Segundo Serrano, a fórmula para o Estado de exceção se dá quando o senso comum sente necessidade de ter uma “figura populista” ou um “estamento” que pareça capaz de combater uma “ameaça” ou inimigo do povo, mesmo que isso implique na violação de direitos humanos e em garantias constitucionais. Na ditadura, o estamento destacado foi o militar.

No Brasil, o discurso do combate à corrupção e à violência para salvar a política nacional e, consequentemente, a economia e serviços públicos, deu poder a um estamento formado por membros do Judiciário, verdadeiros responsáveis por gerenciar o atual Estado de exceção.
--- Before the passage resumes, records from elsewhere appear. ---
/// Fans inbound events out to registered handlers.
///
/// Cloning yields another handle to the same engine, so handlers can be
/// registered while [`run`](Self::run) is looping.
#[derive(Clone)]
pub struct Dispatcher {
    inner: Arc<DispatcherInner>,
}

impl Dispatcher {
    pub fn new(api: Arc<dyn WebApi>, config: DispatchConfig) -> Self {
        let (inbound_tx, inbound_rx) = mpsc::unbounded_channel();
        let (outbound_tx, outbound_rx) = mpsc::unbounded_channel();

        Self {
            inner: Arc::new(DispatcherInner {
                config,
                api,
                directories: Directories::new(),
                handlers: RwLock::new(Arc::new(BTreeMap::new())),
                next_id: AtomicU64::new(1),
                self_id: RwLock::new(None),
                inbound_tx,
                inbound_rx: Mutex::new(Some(inbound_rx)),
                outbound_tx,
                outbound_rx: Mutex::new(Some(outbound_rx)),
                active_workers: AtomicUsize::new(0),
            }),
        }
    }

    pub fn config(&self) -> &DispatchConfig {
        &self.inner.config
    }

    // ------------------------------------------------------------------------
    // Registration
    // ------------------------------------------------------------------------

    /// Adds a handler and returns its id.
    pub fn register(&self, handler: Handler) -> HandlerId {
        let id = HandlerId(self.inner.next_id.fetch_add(1, Ordering::SeqCst));
        info!(handler_id = %id, handler = %handler.get_name(), "Registered handler");
        let mut table = self.inner.handlers.write();
        Arc::make_mut(&mut table).insert(id, handler);
        id
    }

    /// Adds several handlers, returning their ids in order.
    pub fn register_all(&self, handlers: impl IntoIterator<Item = Handler>) -> Vec<HandlerId> {
        handlers.into_iter().map(|h| self.register(h)).collect()
    }

    /// Removes a handler. Workers already running for it finish normally.
    pub fn deregister(&self, id: HandlerId) -> bool {
        let mut table = self.inner.handlers.write();
        let removed = Arc::make_mut(&mut table).remove(&id);
        match &removed {
            Some(handler) => {
                info!(handler_id = %id, handler = %handler.get_name(), "Deregistered handler")
            }
            None => debug!(handler_id = %id, "Deregister of unknown handler"),
        }
        removed.is_some()
    }

    pub fn handler(&self, id: HandlerId) -> Option<Handler> {
        self.inner.handlers.read().get(&id).cloned()
    }

    pub fn handler_ids(&self) -> Vec<HandlerId> {
        self.inner.handlers.read().keys().copied().collect()
    }

    pub fn handler_count(&self) -> usize {
        self.inner.handlers.read().len()
    }

    // ------------------------------------------------------------------------
    // Identity and directories
    // ------------------------------------------------------------------------

    /// Records the bot's own user id; its messages are never dispatched.
    pub fn set_self_id(&self, id: Option<String>) {
        *self.inner.self_id.write() = id;
    }

    pub fn self_id(&self) -> Option<String> {
        self.inner.self_id.read().clone()
    }

    /// Replaces the channel subscription criteria and rebuilds the channel
    /// directory.
    pub async fn set_channel_criteria(&self, criteria: Vec<ChannelCriterion>) -> ApiResult<usize> {
        self.inner.directories.set_criteria(criteria);
        self.inner
            .directories
            .refresh_channels(self.inner.api.as_ref())
            .await
    }

    /// Loads both directories. Any failure is returned.
    pub async fn prime(&self) -> DispatchResult<()> {
        let api = self.inner.api.as_ref();
        let channels = self
            .inner
            .directories
            .refresh_channels(api)
            .await
            .map_err(|source| DispatchError::Prime {
                directory: "channels",
                source,
            })?;
        let users = self
            .inner
            .directories
            .refresh_users(api)
            .await
            .map_err(|source| DispatchError::Prime {
                directory: "users",
                source,
            })?;
        info!(channels, users, "Directories loaded");
        Ok(())
    }

    pub fn directories(&self) -> &Directories {
        &self.inner.directories
    }

    /// Names of the channels the bot is subscribed to.
    pub fn subscribed_channels(&self) -> Vec<String> {
        self.inner.directories.subscribed_channels()
    }

    /// Names of every channel visible to the token, queried live.
    pub async fn available_channels(&self) -> ApiResult<Vec<String>> {
        let mut names: Vec<_> = self
            .inner
            .api
            .list_channels()
            .await?
            .into_iter()
            .map(|c| c.name)
            .collect();
        names.sort();
        Ok(names)
    }

    /// Names of known users.
    pub fn users(&self) -> Vec<String> {
        self.inner.directories.user_names()
    }

    // ------------------------------------------------------------------------
    // Queues
    // ------------------------------------------------------------------------

    /// A sender for the inbound queue, for the connection's message callback.
    pub fn inbound_sender(&self) -> mpsc::UnboundedSender<InboundEvent> {
        self.inner.inbound_tx.clone()
    }

    /// Appends an event to the inbound queue.
    pub fn enqueue(&self, event: InboundEvent) {
        let _ = self.inner.inbound_tx.send(event);
    }

    /// Takes the receiving end of the outbound queue. Returns `None` after
    /// the first call.
    pub fn take_outbound(&self) -> Option<mpsc::UnboundedReceiver<OutboundMessage>> {
        self.inner.outbound_rx.lock().take()
    }

    /// Workers alive as of the last tick.
    pub fn active_workers(&self) -> usize {
        self.inner.active_workers.load(Ordering::Relaxed)
    }

    // ------------------------------------------------------------------------
    // Run loop
    // ------------------------------------------------------------------------

    /// Runs the dispatch loop until `shutdown` fires.
    ///
    /// Workers still running at shutdown are aborted.
    pub async fn run(&self, shutdown: CancellationToken) -> DispatchResult<()> {
        let Some(mut inbound) = self.inner.inbound_rx.lock().take() else {
            return Err(DispatchError::AlreadyRunning);
        };
        info!(
            max_workers = self.inner.config.max_workers,
            handlers = self.handler_count(),
            "Dispatcher started"
        );

        let mut pending: Option<PendingDispatch> = None;
        let mut backlog = Backlog::new();
        let mut workers = Workers::default();

        loop {
            if shutdown.is_cancelled() {
                break;
            }

            let reaped = workers.reap();
            if reaped > 0 {
                trace!(reaped, active = workers.active(), "Reaped workers");
            }

            let progressed = self
                .step(&mut inbound, &mut pending, &mut backlog, &mut workers)
                .await;
            self.inner
                .active_workers
                .store(workers.active(), Ordering::Relaxed);

            if progressed {
                tokio::task::yield_now().await;
            } else {
                tokio::select! {
                    _ = shutdown.cancelled() => break,
                    _ = sleep(self.inner.config.tick) => {}
                }
            }
        }

        if let Some(dropped) = pending.take() {
            debug!(
                event_type = %dropped.event.kind(),
                undispatched = dropped.remaining.len(),
                "Dropping partially dispatched event"
            );
        }
        let backlogged: usize = backlog.values().map(VecDeque::len).sum();
        if backlogged > 0 {
            debug!(backlogged, "Dropping backlogged dispatches");
        }
        let abandoned = workers.active();
        workers.abort_all();
        self.inner.active_workers.store(0, Ordering::Relaxed);
        if abandoned > 0 {
            warn!(abandoned, "Aborted in-flight workers at shutdown");
        }

        *self.inner.inbound_rx.lock() = Some(inbound);
        info!("Dispatcher stopped");
        Ok(())
    }

    /// One coordinator step. Returns true if any work was done.
    async fn step(
        &self,
        inbound: &mut mpsc::UnboundedReceiver<InboundEvent>,
        pending: &mut Option<PendingDispatch>,
        backlog: &mut Backlog,
        workers: &mut Workers,
    ) -> bool {
        let max_workers = self.inner.config.max_workers;
        let drained = self.drain_backlog(backlog, workers);

        let mut current = match pending.take() {
            Some(held) => held,
            None => {
                if workers.active() >= max_workers {
                    return drained;
                }
                let Ok(event) = inbound.try_recv() else {
                    return drained;
                };
                match self.prepare(event).await {
                    Some(ready) => ready,
                    None => return true,
                }
            }
        };

        let handlers = Arc::clone(&self.inner.handlers.read());
        let mut held = VecDeque::new();
        let mut launched = 0usize;
        let mut deferred = 0usize;

        while let Some(id) = current.remaining.pop_front() {
            let Some(handler) = handlers.get(&id) else {
                continue;
            };
            if workers.active() >= max_workers {
                held.push_back(id);
                held.append(&mut current.remaining);
                break;
            }
            // Anything already backlogged for this handler goes first.
            if let Some(limit) = handler.get_concurrency()
                && (backlog.contains_key(&id) || workers.running(id) >= limit)
            {
                backlog
                    .entry(id)
                    .or_default()
                    .push_back(current.event.clone());
                deferred += 1;
                continue;
            }

            let work = run_worker(
                Arc::clone(&self.inner),
                id,
                handler.clone(),
                current.event.clone(),
            );
            workers.spawn(id, work);
            launched += 1;
        }

        if deferred > 0 {
            trace!(
                event_type = %current.event.kind(),
                deferred,
                "Handlers at their ceiling, event backlogged"
            );
        }
        if held.is_empty() {
            return true;
        }

        trace!(
            event_type = %current.event.kind(),
            held = held.len(),
            active = workers.active(),
            "Worker ceiling reached, holding event"
        );
        current.remaining = held;
        *pending = Some(current);
        drained || launched > 0 || deferred > 0
    }

    /// Starts backlogged work for handlers below their ceiling, within the
    /// global ceiling. Backlogs of deregistered handlers are discarded.
    /// Returns true if any worker was started.
    fn drain_backlog(&self, backlog: &mut Backlog, workers: &mut Workers) -> bool {
        if backlog.is_empty() {
            return false;
        }
        let max_workers = self.inner.config.max_workers;
        let handlers = Arc::clone(&self.inner.handlers.read());
        let mut launched = false;

        backlog.retain(|&id, queue| {
            let Some(handler) = handlers.get(&id) else {
                debug!(handler_id = %id, dropped = queue.len(), "Discarding backlog of removed handler");
                return false;
            };
            let limit = handler.get_concurrency().unwrap_or(usize::MAX);
            while workers.active() < max_workers && workers.running(id) < limit {
                let Some(event) = queue.pop_front() else {
                    break;
                };
                let work = run_worker(Arc::clone(&self.inner), id, handler.clone(), event);
                workers.spawn(id, work);
                launched = true;
            }
            !queue.is_empty()
        });
        launched
    }

    /// Refreshes directories, filters and enriches a freshly popped event.
    async fn prepare(&self, event: InboundEvent) -> Option<PendingDispatch> {
        let inner = &self.inner;
        let kind = event.kind();

        if inner.config.user_refresh_types.iter().any(|t| t == kind) {
            debug!(event_type = %kind, "Rebuilding user directory");
            inner
                .directories
                .refresh_users_or_keep(inner.api.as_ref())
                .await;
        } else if inner.config.channel_refresh_types.iter().any(|t| t == kind) {
            debug!(event_type = %kind, "Rebuilding channel directory");
            inner
                .directories
                .refresh_channels_or_keep(inner.api.as_ref())
                .await;
        }

        if !self.accepts(&event) {
            return None;
        }

        let remaining: VecDeque<_> = inner.handlers.read().keys().copied().collect();
        if remaining.is_empty() {
            trace!("No handlers registered, dropping event");
            return None;
        }

        Some(PendingDispatch {
            event: self.enrich(event),
            remaining,
        })
    }

    fn accepts(&self, event: &InboundEvent) -> bool {
        if !event.is_message() {
            trace!(event_type = %event.kind(), "Ignoring non-message event");
            return false;
        }
        if let Some(subtype) = event.subtype()
            && self.inner.config.ignored_subtypes.iter().any(|s| s == subtype)
        {
            trace!(subtype, "Ignoring message subtype");
            return false;
        }
        let me = self.inner.self_id.read().clone();
        if me.is_some() && event.user() == me.as_deref() {
            trace!("Ignoring own message");
            return false;
        }
        if let Some(channel) = event.channel()
            && !self.inner.directories.admits(channel)
        {
            trace!(channel, "Ignoring message from unsubscribed channel");
            return false;
        }
        true
    }

    fn enrich(&self, event: InboundEvent) -> EnrichedEvent {
        let directories = &self.inner.directories;
        let channel_name = event
            .channel()
            .map(|id| directories.resolve_channel(id))
            .unwrap_or_default();
        let user_name = event
            .user()
            .map(|id| directories.resolve_user(id))
            .unwrap_or_default();
        EnrichedEvent::new(Arc::new(event), channel_name, user_name)
    }
}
Serrano diz que, hoje, a figura do juiz, delegado, promotor é entendida como a do “homem ideal, aquele que se apresenta como dotado de senso moral e de justiça superior à média dos homens. E ele é chamado pela sociedade a cumprir um papel autoritário exatamente dentro dessa lógica.”
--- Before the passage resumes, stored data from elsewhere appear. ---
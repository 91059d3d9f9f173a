//! Channel and user directories.
//!
//! Each directory is an immutable snapshot behind an atomically swapped
//! pointer. A rebuild fetches the full listing, builds a fresh table and
//! swaps it in; readers holding the previous snapshot are unaffected. A
//! failed fetch leaves the previous snapshot in place.

use std::collections::HashMap;
use std::sync::Arc;

use parking_lot::RwLock;
use regex::Regex;
use tracing::{debug, warn};

use slackhive_core::{ApiResult, ChannelInfo, UserInfo, WebApi};

/// Display name used for direct-message channels (`D…`).
pub const DIRECT_MESSAGE_LABEL: &str = "Direct Message";

/// Display name used for group-message channels (`G…`).
pub const GROUP_MESSAGE_LABEL: &str = "Group Message";

// =============================================================================
// Snapshot table
// =============================================================================

/// An id-keyed table replaced wholesale on every rebuild.
#[derive(Debug)]
pub struct Directory<T> {
    table: RwLock<Arc<HashMap<String, T>>>,
}

impl<T> Default for Directory<T> {
    fn default() -> Self {
        Self {
            table: RwLock::new(Arc::new(HashMap::new())),
        }
    }
}

impl<T> Directory<T> {
    pub fn new() -> Self {
        Self::default()
    }

    /// The current table. Never observed half-built.
    pub fn snapshot(&self) -> Arc<HashMap<String, T>> {
        Arc::clone(&self.table.read())
    }

    /// Swaps in a new table.
    pub fn replace(&self, table: HashMap<String, T>) {
        *self.table.write() = Arc::new(table);
    }

    pub fn len(&self) -> usize {
        self.table.read().len()
    }

    pub fn is_empty(&self) -> bool {
        self.table.read().is_empty()
    }

    pub fn contains(&self, id: &str) -> bool {
        self.table.read().contains_key(id)
    }
}

// =============================================================================
// Channel criteria
// =============================================================================

/// Decides which channels the bot subscribes to.
#[derive(Clone)]
pub enum ChannelCriterion {
    /// Exact channel name.
    Name(String),
    /// Channel names matching a regular expression.
    Pattern(Regex),
    /// Arbitrary predicate over the channel.
    Predicate(Arc<dyn Fn(&ChannelInfo) -> bool + Send + Sync>),
}

impl ChannelCriterion {
    /// Parses a config string: `/regex/` is a pattern, anything else an
    /// exact name (a leading `#` is ignored).
    pub fn parse(raw: &str) -> Result<Self, regex::Error> {
        if raw.len() >= 2 && raw.starts_with('/') && raw.ends_with('/') {
            return Ok(Self::Pattern(Regex::new(&raw[1..raw.len() - 1])?));
        }
        Ok(Self::Name(raw.trim_start_matches('#').to_string()))
    }

    pub fn predicate<F>(f: F) -> Self
    where
        F: Fn(&ChannelInfo) -> bool + Send + Sync + 'static,
    {
        Self::Predicate(Arc::new(f))
    }

    pub fn matches(&self, channel: &ChannelInfo) -> bool {
        match self {
            Self::Name(name) => channel.name == *name,
            Self::Pattern(regex) => regex.is_match(&channel.name),
            Self::Predicate(f) => f(channel),
        }
    }
}

impl std::fmt::Debug for ChannelCriterion {
    fn fmt(&self, f: &mut std::fmt::Formatter<'_>) -> std::fmt::Result {
        match self {
            Self::Name(n) => f.debug_tuple("Name").field(n).finish(),
            Self::Pattern(r) => f.debug_tuple("Pattern").field(&r.as_str()).finish(),
            Self::Predicate(_) => f.write_str("Predicate(..)"),
        }
    }
}

// =============================================================================
// Directories
// =============================================================================

/// The channel and user directories used to enrich events.
#[derive(Debug, Default)]
pub struct Directories {
    channels: Directory<ChannelInfo>,
    users: Directory<UserInfo>,
    criteria: RwLock<Vec<ChannelCriterion>>,
}

impl Directories {
    pub fn new() -> Self {
        Self::default()
    }

    /// Replaces the subscription criteria. Takes effect on the next channel
    /// rebuild.
    pub fn set_criteria(&self, criteria: Vec<ChannelCriterion>) {
        *self.criteria.write() = criteria;
    }

    /// Whether any subscription criteria are configured.
    pub fn has_criteria(&self) -> bool {
        !self.criteria.read().is_empty()
    }

    fn subscribed(&self, channel: &ChannelInfo) -> bool {
        let criteria = self.criteria.read();
        criteria.is_empty() || criteria.iter().any(|c| c.matches(channel))
    }

    /// Rebuilds the channel table from a full listing.
    pub async fn refresh_channels(&self, api: &dyn WebApi) -> ApiResult<usize> {
        let listing = api.list_channels().await?;
        let table: HashMap<_, _> = listing
            .into_iter()
            .filter(|c| self.subscribed(c))
            .map(|c| (c.id.clone(), c))
            .collect();
        let count = table.len();
        self.channels.replace(table);
        debug!(count, "Channel directory rebuilt");
        Ok(count)
    }

    /// Rebuilds the user table from a full listing.
    pub async fn refresh_users(&self, api: &dyn WebApi) -> ApiResult<usize> {
        let listing = api.list_users().await?;
        let table: HashMap<_, _> = listing.into_iter().map(|u| (u.id.clone(), u)).collect();
        let count = table.len();
        self.users.replace(table);
        debug!(count, "User directory rebuilt");
        Ok(count)
    }

    /// Rebuilds channels, keeping the previous table on failure.
    pub async fn refresh_channels_or_keep(&self, api: &dyn WebApi) {
        if let Err(e) = self.refresh_channels(api).await {
            warn!(error = %e, "Channel directory refresh failed, keeping previous table");
        }
    }

    /// Rebuilds users, keeping the previous table on failure.
    pub async fn refresh_users_or_keep(&self, api: &dyn WebApi) {
        if let Err(e) = self.refresh_users(api).await {
            warn!(error = %e, "User directory refresh failed, keeping previous table");
        }
    }

    /// Display name for a channel id.
    ///
    /// Known channels resolve to their name; unknown `D…` and `G…` ids to a
    /// direct/group message label; anything else to the raw id.
    pub fn resolve_channel(&self, id: &str) -> String {
        if let Some(channel) = self.channels.snapshot().get(id) {
            return channel.name.clone();
        }
        match id.chars().next() {
            Some('D') => DIRECT_MESSAGE_LABEL.to_string(),
            Some('G') => GROUP_MESSAGE_LABEL.to_string(),
            _ => id.to_string(),
        }
    }

    /// Display name for a user id, falling back to the raw id.
    pub fn resolve_user(&self, id: &str) -> String {
        self.users
            .snapshot()
            .get(id)
            .map_or_else(|| id.to_string(), |u| u.name.clone())
    }

    /// Channel id for a channel name, if subscribed.
    pub fn find_channel(&self, name: &str) -> Option<String> {
        let name = name.trim_start_matches('#');
        self.channels
            .snapshot()
            .values()
            .find(|c| c.name == name)
            .map(|c| c.id.clone())
    }

    /// Whether an event from `channel_id` may be dispatched.
    ///
    /// Direct and group channels always pass. Public channels pass when no
    /// criteria are configured or the channel is subscribed.
    pub fn admits(&self, channel_id: &str) -> bool {
        if channel_id.starts_with('D') || channel_id.starts_with('G') {
            return true;
        }
        !self.has_criteria() || self.channels.contains(channel_id)
    }

    /// Names of subscribed channels, sorted.
    pub fn subscribed_channels(&self) -> Vec<String> {
        let mut names: Vec<_> = self
            .channels
            .snapshot()
            .values()
            .map(|c| c.name.clone())
            .collect();
        names.sort();
        names
    }

    /// Names of known users, sorted.
    pub fn user_names(&self) -> Vec<String> {
        let mut names: Vec<_> = self
            .users
            .snapshot()
            .values()
            .map(|u| u.name.clone())
            .collect();
        names.sort();
        names
    }

    pub fn channels(&self) -> &Directory<ChannelInfo> {
        &self.channels
    }

    pub fn users(&self) -> &Directory<UserInfo> {
        &self.users
    }
}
“A ralé [“parte da sociedade que parece povo, mas não é”] brasileira que apoia o sistema de Justiça como promotor da exceção não vai atrás do juiz ou delegado como cumpridor da lei. Vai atrás como combatente do crime, ou seja, aquele que vai trazer a ordem para a sociedade.”
 
“Essa é a base social do Estado de exceção”, apontou Serrano, “onde a mídia cumpre o papel fundamental de ser o elemento construtor dessa base. Hoje o estamento posto como exceção é o sistema de Justiça, que foi o agente principal do impeachment de Dilma Rousseff, é quem gerencial o Estado de exceção permanente nas periferias das grandes cidades e nos territorios ocupados pela pobreza, e quem também quem realiza os processos de exceção, de persecução.”
 
Nesse contexto, a “Lava Jato é um peão numa estrutura muito maior que, ao meu ver, é global”, avaliou o jurista.
 
Serrano disse que o Brasil é um caso singular porque é o único lugar no mundo onde a “exceção foi declarada por um tribunal”. Caso do TRF-4, que julga os recursos de Lula contra as decisões do juiz Sergio Moro.
 
Em resposta à defesa do ex-presidente, o TRF-4 já afirmou que a Lava Jato é uma operação “excepcional” e, por isso, não precisa obedecer ao “ordenamento comum”. Ou seja, pode atuar à margem das leis.
 
Serrano observou que, nas últimas décadas, o Estado de exceção vinha sendo implementado ao redor do mundo pelo sistema político. Na Europa, gerou frutos como Berlusconi e Hitler. Na América Latina, ditaduras militares. 
 
“No Brasil [atual], é o sistema de Justiça que é agente de Exceção. É o agente que suspende os direitos humanos agindo politicamente, suspende o Direito Penal a título de combater o inimigo”, pontuou Serrano.
 
“Na periferia, o inimigo é o bandido, a figura mitológica do bandido, e com isso se consegue manter sob repressão todo o contingente excluído do consumo. No circulo político, o inimigo são políticos de esquerda [como Lula]. Se minha análise estiver correta, essa perseguição vai se expandir para o resto do sistema político, mas num menor grau de violência e intensidade, mais para dar uma justificativa geral. Em geral, as exceções têm um objeto claro como inimigo.”
 
CAPACIDADE DE REAÇÃO
 
Ao longo da explanção, Serrano falou algumas vezes em consciência de classe. Para ele, a sociedade brasileira não entendeu que também é vitima do autoritarismo da Lava Jato e do Estado de exceção que se instalou após o impeachment.
 
“O que temos no Brasil é um poder desconstituinte que está chegando perto do seu ápice, ainda não chegou, e acho que vai ter que ter muito caos na sociedade para parar esse processo. É um poder desconstituinte gerando de Estado de exceção permanente nas periferias, de aprisionamento em massa, de repressão a movimentos sociais”, comentou. Por “poder desconstituinte”, Serrano quer dizer o esvaziamento paulatino das instituições criadas pelo povo.
 
“O processo contra Lula é parte disso por causa do símbolo. Não é Lula como individuo, é ele como o símbolo Lula que tem que ser destruído, porque é a destruição simbólica da capacidade que a sociedade brasileira tem de se queixar”, acrescentou, arrancando aplausos de quem acompanhava o seminário divulgado pela Fundação Perseu Abramo.
 
Ao final, Serrano disse que “a ideia da queixa da sociedade hoje é essencial.”
 
“Tem duas grandes garantias à eficácia de uma Constituição. Primeiro, a lealdade de quem aplica – e estamos meio mal nessa área. Mas se essa ledade não funcionar, tem o povo. O povo que é titular do poder constituinte originário tem que sair às ruas e exigir a eficácia da Constituição. É o que nos resta hoje, eu creio.”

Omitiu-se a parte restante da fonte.